INSTRUCTIONS FOR THE TASK: The entries below hold a line with "all tokens for" and a line with "TraceLayer::new_for_http()". Return those lines and all that lie between them, exactly and only.
******************************
//! CLI administration tool for snaplink.
//!
//! Provides commands for managing owner tokens and checking the database
//! without requiring HTTP API access.
//!
//! # Usage
//!
//! ```bash
//! # Create a new owner token
//! cargo run --bin admin -- token create
//!
//! # List all owners
//! cargo run --bin admin -- token list
//!
//! # Revoke an owner's tokens
//! cargo run --bin admin -- token revoke "Production API"
//!
//! # Check database connection
//! cargo run --bin admin -- db check
//! ```
//!
//! # Environment Variables
//!
//! - `DATABASE_URL` (required): PostgreSQL connection string
//! - `TOKEN_SIGNING_SECRET` (required for `token create`): HMAC key,
//!   must match the server's

use snaplink::application::services::{generate_token, hash_token};
use snaplink::domain::repositories::OwnerRepository;
use snaplink::infrastructure::persistence::PgOwnerRepository;

use anyhow::{Context, Result};
use clap::{Parser, Subcommand};
use colored::*;
use dialoguer::{Confirm, Input};
use sqlx::PgPool;
use std::sync::Arc;

/// CLI tool for managing snaplink.
#[derive(Parser)]
#[command(name = "admin")]
#[command(author, version, about, long_about = None)]
struct Cli {
    #[command(subcommand)]
    command: Commands,
}

/// Top-level command groups.
#[derive(Subcommand)]
enum Commands {
    /// Manage owner tokens
    Token {
        #[command(subcommand)]
        action: TokenAction,
    },

    /// Database operations
    Db {
        #[command(subcommand)]
        action: DbAction,
    },
}

/// Token management subcommands.
#[derive(Subcommand)]
enum TokenAction {
    /// Create a new owner token
    Create {
        /// Owner name (prompted interactively if omitted)
        #[arg(long)]
        name: Option<String>,
    },

    /// List all owners
    List,

    /// Revoke every token registered under a name
    Revoke {
        /// Owner name
        name: String,
    },
}

/// Database subcommands.
#[derive(Subcommand)]
enum DbAction {
    /// Verify the database connection
    Check,
}

#[tokio::main]
async fn main() -> Result<()> {
    dotenvy::dotenv().ok();

    let cli = Cli::parse();

    let database_url =
        std::env::var("DATABASE_URL").context("DATABASE_URL must be set")?;
    let pool = PgPool::connect(&database_url)
        .await
        .context("Failed to connect to database")?;
    let owners = PgOwnerRepository::new(Arc::new(pool.clone()));

    match cli.command {
        Commands::Token { action } => match action {
            TokenAction::Create { name } => create_token(&owners, name).await?,
            TokenAction::List => list_owners(&owners).await?,
            TokenAction::Revoke { name } => revoke_owner(&owners, &name).await?,
        },
        Commands::Db { action } => match action {
            DbAction::Check => db_check(&pool).await?,
        },
    }

    Ok(())
}

async fn create_token(owners: &PgOwnerRepository, name: Option<String>) -> Result<()> {
    let signing_secret = std::env::var("TOKEN_SIGNING_SECRET")
        .context("TOKEN_SIGNING_SECRET must be set to mint tokens")?;

    let name = match name {
        Some(name) => name,
        None => Input::<String>::new()
            .with_prompt("Owner name")
            .interact_text()
            .context("Failed to read owner name")?,
    };

    let token = generate_token();
    let token_hash = hash_token(&signing_secret, &token);

    let owner = owners
        .register(&name, &token_hash)
        .await
        .map_err(|e| anyhow::anyhow!("Failed to create owner: {e}"))?;

    println!("{}", "Owner created.".green().bold());
    println!("  id:    {}", owner.id);
    println!("  name:  {}", owner.name);
    println!();
    println!(
        "{} {}",
        "Token (shown once, store it now):".yellow().bold(),
        token.cyan()
    );

    Ok(())
}

async fn list_owners(owners: &PgOwnerRepository) -> Result<()> {
    let all = owners
        .list()
        .await
        .map_err(|e| anyhow::anyhow!("Failed to list owners: {e}"))?;

    if all.is_empty() {
        println!("{}", "No owners registered.".yellow());
        return Ok(());
    }

    for owner in all {
        let status = if owner.revoked {
            "revoked".red()
        } else {
            "active".green()
        };
        let last_used = owner
            .last_used_at
            .map(|t| t.to_rfc3339())
            .unwrap_or_else(|| "never".to_string());

        println!(
            "{:>6}  {:<24} {:<8} created {}  last used {}",
            owner.id,
            owner.name,
            status,
            owner.created_at.to_rfc3339(),
            last_used
        );
    }

    Ok(())
}

async fn revoke_owner(owners: &PgOwnerRepository, name: &str) -> Result<()> {
    let confirmed = Confirm::new()
        .with_prompt(format!("Revoke all tokens for '{name}'?"))
        .default(false)
        .interact()
        .context("Failed to read confirmation")?;

    if !confirmed {
        println!("{}", "Aborted.".yellow());
        return Ok(());
    }

    let revoked = owners
        .revoke(name)
        .await
        .map_err(|e| anyhow::anyhow!("Failed to revoke: {e}"))?;

    if revoked {
        println!("{}", format!("Revoked tokens for '{name}'.").green());
    } else {
        println!(
            "{}",
            format!("No active tokens found for '{name}'.").yellow()
        );
    }

    Ok(())
}

async fn db_check(pool: &PgPool) -> Result<()> {
    sqlx::query_scalar::<_, i32>("SELECT 1")
        .fetch_one(pool)
        .await
        .context("Database check query failed")?;

    println!("{}", "Database connection OK.".green().bold());
    Ok(())
}
use anyhow::Result;
use snaplink::config;
use tracing_subscriber::EnvFilter;

#[tokio::main]
async fn main() -> Result<()> {
    dotenvy::dotenv().ok();

    let config = config::load_from_env()?;

    init_tracing(&config);
    config.print_summary();

    snaplink::server::run(config).await
}

fn init_tracing(config: &config::Config) {
    let filter = EnvFilter::try_from_default_env()
        .unwrap_or_else(|_| EnvFilter::new(config.log_level.clone()));

    if config.log_format == "json" {
        tracing_subscriber::fmt().with_env_filter(filter).json().init();
    } else {
        tracing_subscriber::fmt().with_env_filter(filter).init();
    }
}
//! HTTP request/response tracing middleware.

use tower_http::LatencyUnit;
use tower_http::trace::{DefaultMakeSpan, DefaultOnResponse, TraceLayer};
use tracing::Level;

/// Creates the request tracing layer.
///
/// Spans carry method, path and HTTP version; responses log status and
/// latency in milliseconds at `INFO`.
pub fn layer()
-> TraceLayer<tower_http::classify::SharedClassifier<tower_http::classify::ServerErrorsAsFailures>>
{
    TraceLayer::new_for_http()
        .make_span_with(DefaultMakeSpan::new().level(Level::INFO))
        .on_response(
            DefaultOnResponse::new()
                .level(Level::INFO)
                .latency_unit(LatencyUnit::Millis),
        )
}
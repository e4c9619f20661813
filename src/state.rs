//! Shared application state injected into all handlers.

use std::sync::Arc;
use std::time::Duration;

use crate::application::services::{
    AggregationService, AuthService, DEFAULT_METRICS_TIMEOUT, LinkService, MetricsService,
    RedirectService,
};
use crate::domain::repositories::{LinkRepository, MetricsRepository, OwnerRepository};
use crate::infrastructure::cache::CacheService;

/// Tunables for building an [`AppState`].
///
/// Defaults are suitable for tests; production values come from
/// [`crate::config::Config`].
pub struct StateOptions {
    pub base_url: String,
    pub signing_secret: String,
    pub metrics_timeout: Duration,
    pub metrics_max_retries: usize,
}

impl Default for StateOptions {
    fn default() -> Self {
        Self {
            base_url: "http://localhost:3000".to_string(),
            signing_secret: "insecure-dev-secret".to_string(),
            metrics_timeout: DEFAULT_METRICS_TIMEOUT,
            metrics_max_retries: crate::application::services::DEFAULT_MAX_RETRIES,
        }
    }
}

#[derive(Clone)]
pub struct AppState {
    pub link_service: Arc<LinkService>,
    pub redirect_service: Arc<RedirectService>,
    pub aggregation_service: Arc<AggregationService>,
    pub auth_service: Arc<AuthService>,
    pub cache: Arc<dyn CacheService>,
    /// Direct repository handle for the health probe.
    pub link_repository: Arc<dyn LinkRepository>,
}

impl AppState {
    /// Wires the service graph over a set of repositories and a cache.
    ///
    /// Any repository/cache combination works: PostgreSQL in production,
    /// [`crate::infrastructure::persistence::MemoryStore`] in tests.
    pub fn build(
        link_repository: Arc<dyn LinkRepository>,
        metrics_repository: Arc<dyn MetricsRepository>,
        owner_repository: Arc<dyn OwnerRepository>,
        cache: Arc<dyn CacheService>,
        options: StateOptions,
    ) -> Self {
        let metrics_service = Arc::new(MetricsService::with_max_retries(
            Arc::clone(&metrics_repository),
            options.metrics_max_retries,
        ));

        let link_service = Arc::new(LinkService::new(
            Arc::clone(&link_repository),
            options.base_url,
        ));

        let redirect_service = Arc::new(RedirectService::new(
            Arc::clone(&link_repository),
            Arc::clone(&metrics_service),
            Arc::clone(&cache),
            options.metrics_timeout,
        ));

        let aggregation_service = Arc::new(AggregationService::new(
            Arc::clone(&link_repository),
            Arc::clone(&metrics_repository),
        ));

        let auth_service = Arc::new(AuthService::new(owner_repository, options.signing_secret));

        Self {
            link_service,
            redirect_service,
            aggregation_service,
            auth_service,
            cache,
            link_repository,
        }
    }
}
******************************
TASK RESPONSE:
        .with_prompt(format!("Revoke all tokens for '{name}'?"))
        .default(false)
        .interact()
        .context("Failed to read confirmation")?;

    if !confirmed {
        println!("{}", "Aborted.".yellow());
        return Ok(());
    }

    let revoked = owners
        .revoke(name)
        .await
        .map_err(|e| anyhow::anyhow!("Failed to revoke: {e}"))?;

    if revoked {
        println!("{}", format!("Revoked tokens for '{name}'.").green());
    } else {
        println!(
            "{}",
            format!("No active tokens found for '{name}'.").yellow()
        );
    }

    Ok(())
}

async fn db_check(pool: &PgPool) -> Result<()> {
    sqlx::query_scalar::<_, i32>("SELECT 1")
        .fetch_one(pool)
        .await
        .context("Database check query failed")?;

    println!("{}", "Database connection OK.".green().bold());
    Ok(())
}
use anyhow::Result;
use snaplink::config;
use tracing_subscriber::EnvFilter;

#[tokio::main]
async fn main() -> Result<()> {
    dotenvy::dotenv().ok();

    let config = config::load_from_env()?;

    init_tracing(&config);
    config.print_summary();

    snaplink::server::run(config).await
}

fn init_tracing(config: &config::Config) {
    let filter = EnvFilter::try_from_default_env()
        .unwrap_or_else(|_| EnvFilter::new(config.log_level.clone()));

    if config.log_format == "json" {
        tracing_subscriber::fmt().with_env_filter(filter).json().init();
    } else {
        tracing_subscriber::fmt().with_env_filter(filter).init();
    }
}
//! HTTP request/response tracing middleware.

use tower_http::LatencyUnit;
use tower_http::trace::{DefaultMakeSpan, DefaultOnResponse, TraceLayer};
use tracing::Level;

/// Creates the request tracing layer.
///
/// Spans carry method, path and HTTP version; responses log status and
/// latency in milliseconds at `INFO`.
pub fn layer()
-> TraceLayer<tower_http::classify::SharedClassifier<tower_http::classify::ServerErrorsAsFailures>>
{
    TraceLayer::new_for_http()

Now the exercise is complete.